§ **MATERIAL SUPPLIED**:

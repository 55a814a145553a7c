// ABOUTME: Google Gemini vision provider implementation via the Generative AI API
// ABOUTME: Sends prompt text plus inline base64 image data to Gemini models
//
// SPDX-License-Identifier: MIT OR Apache-2.0
// Copyright (c) 2025 ReddyFit

//! # Gemini Vision Provider
//!
//! Implementation of the [`VisionProvider`] trait for Google's Gemini
//! models. Images travel as `inline_data` parts alongside the prompt text.
//!
//! ## Configuration
//!
//! Set the `GEMINI_API_KEY` environment variable with your API key from
//! Google AI Studio.

use std::env;

use async_trait::async_trait;
use reqwest::Client;
use serde::{Deserialize, Serialize};
use tracing::{debug, error, instrument};

use super::{prompts, VisionCapabilities, VisionProvider};
use crate::errors::{AppError, ErrorCode};
use crate::models::ImageData;

/// Environment variable for the Gemini API key
const GEMINI_API_KEY_ENV: &str = "GEMINI_API_KEY";

/// Default model to use
const DEFAULT_MODEL: &str = "gemini-2.5-flash";

/// Available vision-capable Gemini models
const AVAILABLE_MODELS: &[&str] = &["gemini-2.5-flash", "gemini-1.5-pro", "gemini-1.5-flash"];

/// Base URL for the Gemini API
const API_BASE_URL: &str = "https://generativelanguage.googleapis.com/v1beta";

/// Token budget for a detailed body analysis response
const MAX_ANALYSIS_TOKENS: u32 = 2000;

// ============================================================================
// API Request/Response Types
// ============================================================================

/// Gemini API request structure
#[derive(Debug, Serialize)]
struct GeminiRequest {
    contents: Vec<GeminiContent>,
    #[serde(skip_serializing_if = "Option::is_none")]
    system_instruction: Option<GeminiContent>,
    generation_config: GenerationConfig,
}

/// Content structure for the Gemini API
#[derive(Debug, Serialize, Deserialize)]
struct GeminiContent {
    #[serde(skip_serializing_if = "Option::is_none")]
    role: Option<String>,
    parts: Vec<ContentPart>,
}

/// Part of content: prompt text or an inline image
#[derive(Debug, Serialize, Deserialize)]
#[serde(untagged)]
enum ContentPart {
    Text {
        text: String,
    },
    InlineData {
        #[serde(rename = "inline_data")]
        inline_data: InlineData,
    },
}

/// Inline base64 image payload
#[derive(Debug, Serialize, Deserialize)]
struct InlineData {
    mime_type: String,
    data: String,
}

/// Generation configuration
#[derive(Debug, Serialize)]
struct GenerationConfig {
    max_output_tokens: u32,
    candidate_count: u32,
}

/// Gemini API response structure
#[derive(Debug, Deserialize)]
struct GeminiResponse {
    candidates: Option<Vec<Candidate>>,
    error: Option<GeminiError>,
}

/// Response candidate
#[derive(Debug, Deserialize)]
struct Candidate {
    content: Option<GeminiContent>,
}

/// API error response from Gemini
#[derive(Debug, Deserialize)]
struct GeminiError {
    message: String,
}

// ============================================================================
// Provider Implementation
// ============================================================================

/// Google Gemini vision provider
pub struct GeminiVisionProvider {
    api_key: String,
    client: Client,
    default_model: String,
}

impl GeminiVisionProvider {
    /// Create a new Gemini provider with an API key
    #[must_use]
    pub fn new(api_key: impl Into<String>) -> Self {
        Self {
            api_key: api_key.into(),
            client: Client::new(),
            default_model: DEFAULT_MODEL.to_owned(),
        }
    }

    /// Create a provider from the `GEMINI_API_KEY` environment variable
    ///
    /// # Errors
    ///
    /// Returns an error if the environment variable is not set.
    pub fn from_env() -> Result<Self, AppError> {
        let api_key = env::var(GEMINI_API_KEY_ENV).map_err(|_| {
            AppError::config(format!("{GEMINI_API_KEY_ENV} environment variable not set"))
        })?;
        Ok(Self::new(api_key))
    }

    /// Set a custom default model
    #[must_use]
    pub fn with_default_model(mut self, model: impl Into<String>) -> Self {
        self.default_model = model.into();
        self
    }

    /// Build the API URL for a model and method
    fn build_url(&self, model: &str, method: &str) -> String {
        format!(
            "{API_BASE_URL}/models/{model}:{method}?key={}",
            self.api_key
        )
    }

    /// Build the vision request body
    fn build_request(prompt: &str, images: &[ImageData]) -> GeminiRequest {
        let mut parts = Vec::with_capacity(images.len() + 1);
        parts.push(ContentPart::Text {
            text: prompt.to_owned(),
        });
        for image in images {
            parts.push(ContentPart::InlineData {
                inline_data: InlineData {
                    mime_type: image.mime_type.clone(),
                    data: image.base64.clone(),
                },
            });
        }

        GeminiRequest {
            contents: vec![GeminiContent {
                role: Some("user".to_owned()),
                parts,
            }],
            system_instruction: Some(GeminiContent {
                role: None,
                parts: vec![ContentPart::Text {
                    text: prompts::get_body_system_prompt().to_owned(),
                }],
            }),
            generation_config: GenerationConfig {
                max_output_tokens: MAX_ANALYSIS_TOKENS,
                candidate_count: 1,
            },
        }
    }

    /// Extract the first text part from a Gemini response
    fn extract_content(response: GeminiResponse) -> Result<String, AppError> {
        response
            .candidates
            .and_then(|mut c| (!c.is_empty()).then(|| c.swap_remove(0)))
            .and_then(|c| c.content)
            .and_then(|c| {
                c.parts.into_iter().find_map(|p| match p {
                    ContentPart::Text { text } => Some(text),
                    ContentPart::InlineData { .. } => None,
                })
            })
            .ok_or_else(|| AppError::provider("gemini", "No content in response"))
    }

    /// Map an HTTP error status to a provider error code
    fn map_api_error(status: u16, response_text: &str) -> AppError {
        let message = serde_json::from_str::<GeminiResponse>(response_text)
            .ok()
            .and_then(|r| r.error)
            .map_or_else(|| response_text.to_owned(), |e| e.message);

        let code = match status {
            401 | 403 => ErrorCode::ProviderAuthFailed,
            429 => ErrorCode::ProviderRateLimited,
            500..=599 => ErrorCode::ProviderUnavailable,
            _ => ErrorCode::ProviderError,
        };
        AppError::new(code, format!("Gemini API error ({status}): {message}"))
    }
}

#[async_trait]
impl VisionProvider for GeminiVisionProvider {
    fn name(&self) -> &'static str {
        "gemini"
    }

    fn display_name(&self) -> &'static str {
        "Google Gemini Vision"
    }

    fn capabilities(&self) -> VisionCapabilities {
        VisionCapabilities::VISION
            | VisionCapabilities::JSON_MODE
            | VisionCapabilities::SYSTEM_MESSAGES
    }

    fn default_model(&self) -> &str {
        &self.default_model
    }

    fn available_models(&self) -> &'static [&'static str] {
        AVAILABLE_MODELS
    }

    #[instrument(skip(self, prompt, images), fields(model = %self.default_model, photos = images.len()))]
    async fn analyze_images(
        &self,
        prompt: &str,
        images: &[ImageData],
    ) -> Result<String, AppError> {
        let url = self.build_url(&self.default_model, "generateContent");
        let body = Self::build_request(prompt, images);

        debug!("Sending vision analysis request to Gemini");

        let response = self
            .client
            .post(&url)
            .json(&body)
            .send()
            .await
            .map_err(|e| AppError::provider("gemini", format!("HTTP request failed: {e}")))?;

        let status = response.status();
        let response_text = response
            .text()
            .await
            .map_err(|e| AppError::provider("gemini", format!("Failed to read response: {e}")))?;

        if !status.is_success() {
            error!(status = %status, "Gemini API error");
            return Err(Self::map_api_error(status.as_u16(), &response_text));
        }

        let parsed: GeminiResponse = serde_json::from_str(&response_text).map_err(|e| {
            error!(error = %e, "Failed to parse Gemini response envelope");
            AppError::provider("gemini", format!("Failed to parse response: {e}"))
        })?;

        if let Some(error) = parsed.error {
            return Err(AppError::provider("gemini", error.message));
        }

        Self::extract_content(parsed)
    }

    async fn health_check(&self) -> Result<bool, AppError> {
        let url = format!("{API_BASE_URL}/models?key={}", self.api_key);
        let response = self
            .client
            .get(&url)
            .send()
            .await
            .map_err(|e| AppError::provider("gemini", format!("Health check failed: {e}")))?;

        Ok(response.status().is_success())
    }
}

#[cfg(test)]
#[allow(clippy::unwrap_used)]
mod tests {
    use super::*;

    #[test]
    fn test_request_shape() {
        let images = vec![ImageData::jpeg("QUJD")];
        let request = GeminiVisionProvider::build_request("analyze", &images);

        let json = serde_json::to_value(&request).unwrap();
        assert_eq!(json["contents"][0]["role"], "user");
        let parts = json["contents"][0]["parts"].as_array().unwrap();
        assert_eq!(parts.len(), 2);
        assert_eq!(parts[0]["text"], "analyze");
        assert_eq!(parts[1]["inline_data"]["mime_type"], "image/jpeg");
        assert_eq!(parts[1]["inline_data"]["data"], "QUJD");
        assert!(json["system_instruction"].is_object());
    }

    #[test]
    fn test_extract_content_prefers_text_part() {
        let response = GeminiResponse {
            candidates: Some(vec![Candidate {
                content: Some(GeminiContent {
                    role: Some("model".to_owned()),
                    parts: vec![ContentPart::Text {
                        text: "{\"bodyFatPercentage\": 15.5}".to_owned(),
                    }],
                }),
            }]),
            error: None,
        };
        let content = GeminiVisionProvider::extract_content(response).unwrap();
        assert!(content.contains("bodyFatPercentage"));
    }

    #[test]
    fn test_error_mapping() {
        let err = GeminiVisionProvider::map_api_error(429, "quota");
        assert_eq!(err.code, ErrorCode::ProviderRateLimited);
    }
}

§ **TASK TO CARRY OUT**: Return every line from the entries above that contains the word "push".

§ **SOLVED EXERCISE**:
        parts.push(ContentPart::Text {
            parts.push(ContentPart::InlineData {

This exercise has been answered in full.